▸ Requirement: Pick out all lines of the entries that include the word "StepLimit" and copy them.

▸ Input for this task:
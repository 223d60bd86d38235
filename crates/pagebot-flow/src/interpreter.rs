// SPDX-FileCopyrightText: 2026 Pagebot Contributors
// SPDX-License-Identifier: MIT OR Apache-2.0

//! Bounded flow interpreter.
//!
//! One pass walks the graph from a starting node, executing each node it
//! moves onto, until it reaches a wait node, runs out of edges, or hits the
//! step bound. Side effects go through [`NodeEffects`]; the interpreter
//! itself touches no storage or network.

use async_trait::async_trait;
use pagebot_core::OutboundPayload;
use pagebot_core::types::AiOverrides;
use tracing::{debug, warn};

use crate::graph::{FlowGraph, NodeKind};
use crate::render::payload_for;

/// Side effects a pass may perform.
///
/// Implementations handle their own failures; a pass always runs to
/// completion.
#[async_trait]
pub trait NodeEffects: Send {
    /// Deliver a rendered payload.
    async fn send(&mut self, node_id: &str, payload: OutboundPayload);

    /// Upsert a contact variable.
    async fn set_variable(&mut self, key: &str, value: &str);

    /// Add a contact tag if absent.
    async fn add_tag(&mut self, tag: &str);

    /// Produce and deliver an AI reply, then let the pass continue.
    async fn ai_response(&mut self, node_id: &str, overrides: &AiOverrides, text: &str);
}

/// Why a pass stopped.
#[derive(Debug, Clone, Copy, PartialEq, Eq)]
pub enum Halt {
    /// Stopped on a wait node; the next message resumes there.
    Waiting,
    /// No outgoing edge from the current node.
    DeadEnd,
    /// The step bound was reached.
    StepLimit,
}

/// Result of one pass.
#[derive(Debug, Clone, PartialEq, Eq)]
pub struct PassOutcome {
    /// Node to persist as the conversation state.
    pub position: String,
    /// Number of nodes moved onto and executed.
    pub steps: usize,
    pub halt: Halt,
}

/// Walks flow graphs with a fixed step bound.
#[derive(Debug, Clone, Copy)]
pub struct Interpreter {
    max_steps: usize,
}

impl Default for Interpreter {
    fn default() -> Self {
        Self::new(Self::DEFAULT_MAX_STEPS)
    }
}

impl Interpreter {
    pub const DEFAULT_MAX_STEPS: usize = 20;

    pub fn new(max_steps: usize) -> Self {
        Self { max_steps }
    }

    pub fn max_steps(&self) -> usize {
        self.max_steps
    }

    /// Run one pass starting at `start`.
    ///
    /// The start node itself is not executed: it is either the trigger or a
    /// wait node that already ran on the previous pass.
    pub async fn run_pass(
        &self,
        graph: &FlowGraph,
        start: &str,
        text: &str,
        effects: &mut dyn NodeEffects,
    ) -> PassOutcome {
        let mut position = start.to_string();
        let mut steps = 0;

        while steps < self.max_steps {
            let Some(node) = graph.next(&position, text) else {
                debug!(flow_id = graph.id(), node_id = %position, steps, "flow reached a dead end");
                return PassOutcome {
                    position,
                    steps,
                    halt: Halt::DeadEnd,
                };
            };
            steps += 1;
            position = node.id.clone();
            debug!(flow_id = graph.id(), node_id = %node.id, kind = node.kind.type_name(), "executing node");

            match &node.kind {
                NodeKind::SetVariable { key, value } => {
                    if !key.is_empty() && !value.is_empty() {
                        effects.set_variable(key, value).await;
                    }
                }
                NodeKind::AddTag { tag } => {
                    if !tag.is_empty() {
                        effects.add_tag(tag).await;
                    }
                }
                NodeKind::AiResponse(overrides) => {
                    effects.ai_response(&node.id, overrides, text).await;
                }
                // Branching happens in the step function.
                NodeKind::Trigger | NodeKind::Condition { .. } => {}
                kind => {
                    if let Some(payload) = payload_for(kind) {
                        effects.send(&node.id, payload).await;
                    }
                }
            }

            if node.kind.is_wait() {
                return PassOutcome {
                    position,
                    steps,
                    halt: Halt::Waiting,
                };
            }
        }

        warn!(flow_id = graph.id(), node_id = %position, max_steps = self.max_steps, "flow pass hit the step limit");
        PassOutcome {
            position,
            steps,
            halt: Halt::StepLimit,
        }
    }
}

#[cfg(test)]
mod tests {
    use super::*;
    use proptest::prelude::*;
    use serde_json::json;

    #[derive(Default)]
    struct Recorder {
        sent: Vec<(String, OutboundPayload)>,
        variables: Vec<(String, String)>,
        tags: Vec<String>,
        ai_calls: Vec<(String, String)>,
    }

    #[async_trait]
    impl NodeEffects for Recorder {
        async fn send(&mut self, node_id: &str, payload: OutboundPayload) {
            self.sent.push((node_id.to_string(), payload));
        }

        async fn set_variable(&mut self, key: &str, value: &str) {
            self.variables.push((key.to_string(), value.to_string()));
        }

        async fn add_tag(&mut self, tag: &str) {
            self.tags.push(tag.to_string());
        }

        async fn ai_response(&mut self, node_id: &str, _overrides: &AiOverrides, text: &str) {
            self.ai_calls.push((node_id.to_string(), text.to_string()));
        }
    }

    fn graph(nodes: serde_json::Value, edges: serde_json::Value) -> FlowGraph {
        FlowGraph::from_parts("f", &nodes, &edges).unwrap()
    }

    fn texts(rec: &Recorder) -> Vec<String> {
        rec.sent.iter().map(|(_, p)| p.transcript()).collect()
    }

    #[tokio::test]
    async fn entering_sends_until_wait_node() {
        let g = graph(
            json!([
                {"id": "t", "type": "trigger"},
                {"id": "m", "type": "message", "data": {"label": "Hi"}},
                {"id": "in", "type": "input", "data": {"label": "reply?"}},
                {"id": "after", "type": "message", "data": {"label": "never yet"}}
            ]),
            json!([
                {"source": "t", "target": "m"},
                {"source": "m", "target": "in"},
                {"source": "in", "target": "after"}
            ]),
        );
        let mut rec = Recorder::default();
        let outcome = Interpreter::default()
            .run_pass(&g, "t", "anything", &mut rec)
            .await;

        assert_eq!(texts(&rec), ["Hi", "reply?"]);
        assert_eq!(outcome.position, "in");
        assert_eq!(outcome.halt, Halt::Waiting);
        assert_eq!(outcome.steps, 2);
    }

    #[tokio::test]
    async fn resuming_at_wait_node_branches_on_new_text() {
        let g = graph(
            json!([
                {"id": "t", "type": "trigger"},
                {"id": "in", "type": "input", "data": {"label": "Type yes"}},
                {"id": "c", "type": "condition", "data": {"label": "yes"}},
                {"id": "y", "type": "message", "data": {"label": "Great"}},
                {"id": "n", "type": "message", "data": {"label": "Ok"}}
            ]),
            json!([
                {"source": "t", "target": "in"},
                {"source": "in", "target": "c"},
                {"source": "c", "target": "y", "sourceHandle": "true"},
                {"source": "c", "target": "n", "sourceHandle": "false"}
            ]),
        );
        let mut rec = Recorder::default();
        let outcome = Interpreter::default()
            .run_pass(&g, "in", "Yes please", &mut rec)
            .await;
        assert_eq!(texts(&rec), ["Great"]);
        assert_eq!(outcome.position, "y");
        assert_eq!(outcome.halt, Halt::DeadEnd);
    }

    #[tokio::test]
    async fn side_effect_nodes_do_not_send() {
        let g = graph(
            json!([
                {"id": "t", "type": "trigger"},
                {"id": "v", "type": "set_variable", "data": {"key": "plan", "value": "gold"}},
                {"id": "empty", "type": "set_variable", "data": {"key": "plan"}},
                {"id": "tag", "type": "add_tag", "data": {"tag": "lead"}},
                {"id": "ai", "type": "ai_response", "data": {"prompt": "Summarize"}},
                {"id": "m", "type": "message", "data": {"label": "done"}}
            ]),
            json!([
                {"source": "t", "target": "v"},
                {"source": "v", "target": "empty"},
                {"source": "empty", "target": "tag"},
                {"source": "tag", "target": "ai"},
                {"source": "ai", "target": "m"}
            ]),
        );
        let mut rec = Recorder::default();
        let outcome = Interpreter::default().run_pass(&g, "t", "hello", &mut rec).await;

        assert_eq!(rec.variables, [("plan".to_string(), "gold".to_string())]);
        assert_eq!(rec.tags, ["lead"]);
        assert_eq!(rec.ai_calls, [("ai".to_string(), "hello".to_string())]);
        assert_eq!(texts(&rec), ["done"]);
        assert_eq!(outcome.steps, 5);
        assert_eq!(outcome.position, "m");
    }

    #[tokio::test]
    async fn quick_replies_and_buttons_are_wait_states() {
        for kind in ["quick_replies", "buttons"] {
            let g = graph(
                json!([
                    {"id": "t", "type": "trigger"},
                    {"id": "w", "type": kind, "data": {"label": "Choose"}},
                    {"id": "m", "type": "message", "data": {"label": "after"}}
                ]),
                json!([{"source": "t", "target": "w"}, {"source": "w", "target": "m"}]),
            );
            let mut rec = Recorder::default();
            let outcome = Interpreter::default().run_pass(&g, "t", "", &mut rec).await;
            assert_eq!(outcome.position, "w", "{kind}");
            assert_eq!(outcome.halt, Halt::Waiting);
            assert_eq!(rec.sent.len(), 1);
        }
    }

    #[tokio::test]
    async fn cycle_is_cut_at_step_bound() {
        let g = graph(
            json!([
                {"id": "t", "type": "trigger"},
                {"id": "a", "type": "message", "data": {"label": "a"}},
                {"id": "b", "type": "message", "data": {"label": "b"}}
            ]),
            json!([
                {"source": "t", "target": "a"},
                {"source": "a", "target": "b"},
                {"source": "b", "target": "a"}
            ]),
        );
        let mut rec = Recorder::default();
        let outcome = Interpreter::default().run_pass(&g, "t", "", &mut rec).await;
        assert_eq!(outcome.steps, 20);
        assert_eq!(outcome.halt, Halt::StepLimit);
        assert_eq!(rec.sent.len(), 20);
    }

    #[tokio::test]
    async fn dead_end_at_start_makes_no_moves() {
        let g = graph(json!([{"id": "t", "type": "trigger"}]), json!([]));
        let mut rec = Recorder::default();
        let outcome = Interpreter::default().run_pass(&g, "t", "hi", &mut rec).await;
        assert_eq!(outcome.steps, 0);
        assert_eq!(outcome.position, "t");
        assert_eq!(outcome.halt, Halt::DeadEnd);
    }

    const KINDS: &[&str] = &[
        "message",
        "image",
        "condition",
        "set_variable",
        "add_tag",
        "ai_response",
        "input",
        "quick_replies",
        "buttons",
    ];

    fn arbitrary_flow() -> impl Strategy<Value = FlowGraph> {
        (1usize..25)
            .prop_flat_map(|n| {
                (
                    prop::collection::vec(0..KINDS.len(), n),
                    prop::collection::vec(
                        (0..=n, 0..=n, prop::option::of(prop::bool::ANY)),
                        0..(n * 3),
                    ),
                )
            })
            .prop_map(|(kinds, edges)| {
                let mut nodes = vec![json!({"id": "n0", "type": "trigger"})];
                for (i, k) in kinds.iter().enumerate() {
                    nodes.push(json!({
                        "id": format!("n{}", i + 1),
                        "type": KINDS[*k],
                        "data": {"label": "x", "key": "k", "value": "v", "tag": "t"}
                    }));
                }
                let edges: Vec<_> = edges
                    .into_iter()
                    .map(|(s, t, handle)| {
                        json!({
                            "source": format!("n{s}"),
                            "target": format!("n{t}"),
                            "sourceHandle": handle.map(|h| h.to_string()),
                        })
                    })
                    .collect();
                FlowGraph::from_parts("prop", &json!(nodes), &json!(edges)).unwrap()
            })
    }

    proptest! {
        #[test]
        fn every_pass_terminates_within_bound(g in arbitrary_flow(), text in "[a-z ]{0,8}") {
            let rt = tokio::runtime::Builder::new_current_thread().build().unwrap();
            let mut rec = Recorder::default();
            let outcome = rt.block_on(Interpreter::default().run_pass(&g, "n0", &text, &mut rec));

            prop_assert!(outcome.steps <= Interpreter::DEFAULT_MAX_STEPS);
            prop_assert!(rec.sent.len() <= outcome.steps);
            prop_assert!(g.contains(&outcome.position));
            if outcome.halt == Halt::Waiting {
                prop_assert!(g.node(&outcome.position).unwrap().kind.is_wait());
            }
            if outcome.steps < Interpreter::DEFAULT_MAX_STEPS {
                prop_assert_ne!(outcome.halt, Halt::StepLimit);
            }
        }
    }
}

▸ Expected answer:
    StepLimit,
            halt: Halt::StepLimit,
        assert_eq!(outcome.halt, Halt::StepLimit);
                prop_assert_ne!(outcome.halt, Halt::StepLimit);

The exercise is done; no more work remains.